Skeena is not the book you can put away politely, Skeena is that book of words you either keep close at hand, or THROW AWAY.

By Rajkumari Fehmida

Hmmmm… i am thoughtful at the moment. I am here. I have read ‘Skeena’, and i will make my children read that book. It is a simple novel, yet the control of vision with which it targets the literary nuance speaks to the condition of clarity.

It is an issue-oriented book. The form is simple, the content is not. Here, we question the old question: does form follow function? Yes (for Skeena). Edward Said used to say that post-modernism confuses the questions we ought to ask about conditions of colonialism. It is important when we write of issues, that the language we use is implied for the audience that is targeted. (of course, by tradition writers can do as they please, and use their literary license to question the language in another way). However, i have more of a Saidian perspective at the moment about the ways in which language ‘ought’ to be handled. ‘Skeena’ is written in the simplest language possible, but the ‘meaning’ it generates (part of the content) is contextually so large and big, that the readers must respond to it in their own different ways.

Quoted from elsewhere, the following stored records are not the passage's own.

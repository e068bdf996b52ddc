//! Axum-specific email verification route.

use axum::{Json, extract::State, response::IntoResponse};
use serde::Deserialize;

use taskforge_application::VerifyEmailUseCase;
use taskforge_core::{CredentialStore, OneTimeCode};

use crate::error::ApiError;

#[derive(Deserialize)]
pub struct VerifyEmailRequest {
    pub code: String,
}

#[tracing::instrument(name = "Verify email", skip_all)]
pub async fn verify_email<C>(
    State(credential_store): State<C>,
    Json(request): Json<VerifyEmailRequest>,
) -> Result<impl IntoResponse, ApiError>
where
    C: CredentialStore + Clone + 'static,
{
    let code = OneTimeCode::parse(&request.code)?;

    VerifyEmailUseCase::new(credential_store)
        .execute(&code)
        .await?;

    Ok(Json(
        serde_json::json!({ "message": "Email verified successfully" }),
    ))
}
use std::collections::HashMap;
use std::fs;
use std::path::Path;

use ethers::types::Address;
use serde::Deserialize;

use crate::error::SettleError;

/// One registry entry, as written by the deploy tooling. Entries carry more
/// fields than we read (price feed address and friends); unknown fields are
/// ignored.
#[derive(Debug, Deserialize)]
pub struct DeploymentRecord {
    #[serde(rename = "myMarketAddress", default)]
    pub market_address: Option<Address>,
}

pub type DeploymentRegistry = HashMap<String, DeploymentRecord>;

/// Networks with the same name can live on different chains, so the registry
/// key carries both.
pub fn network_key(network_name: &str, chain_id: u64) -> String {
    format!("{network_name}-{chain_id}")
}

pub fn load_registry(path: &Path) -> Result<DeploymentRegistry, SettleError> {
    let raw = fs::read_to_string(path).map_err(|e| SettleError::NoDeploymentRegistry {
        path: path.to_path_buf(),
        reason: e.to_string(),
    })?;

    serde_json::from_str(&raw).map_err(|e| SettleError::NoDeploymentRegistry {
        path: path.to_path_buf(),
        reason: format!("malformed registry: {e}"),
    })
}

/// Look up the market address recorded for this network. Pure lookup, no
/// chain traffic.
pub fn resolve_market(
    registry: &DeploymentRegistry,
    network_name: &str,
    chain_id: u64,
) -> Result<Address, SettleError> {
    let key = network_key(network_name, chain_id);

    let record = registry
        .get(&key)
        .ok_or_else(|| SettleError::NoDeploymentForNetwork {
            network_key: key.clone(),
        })?;

    record
        .market_address
        .ok_or(SettleError::MarketNotDeployed { network_key: key })
}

The ‘function’ (of Skeena) is to stimulate our minds, and to bring us out of the comfort we attach with speaking about women’s issues in an Islamic state, and in the western state(s), and the book makes us do that by remaining simple and transparent ‘in form’. You know who asks the best questions about life in a group of people? The children. Their questions are simple, direct, and short. They don’t tease you, they demand clarity. That’s all (that is why they enrage us so much!)

I was reminded of Marx at the end of my reading: there is nothing to lose but your chains.

At the moment, i can tell you that Skeena brings fever to the mind. Skeena is not the book you can put away politely, Skeena is that book of words you either keep close at hand, or THROW AWAY. So what if it angers someone? If this is not what literature should do, then what else? And i set up demarcation line between literature and kitsch.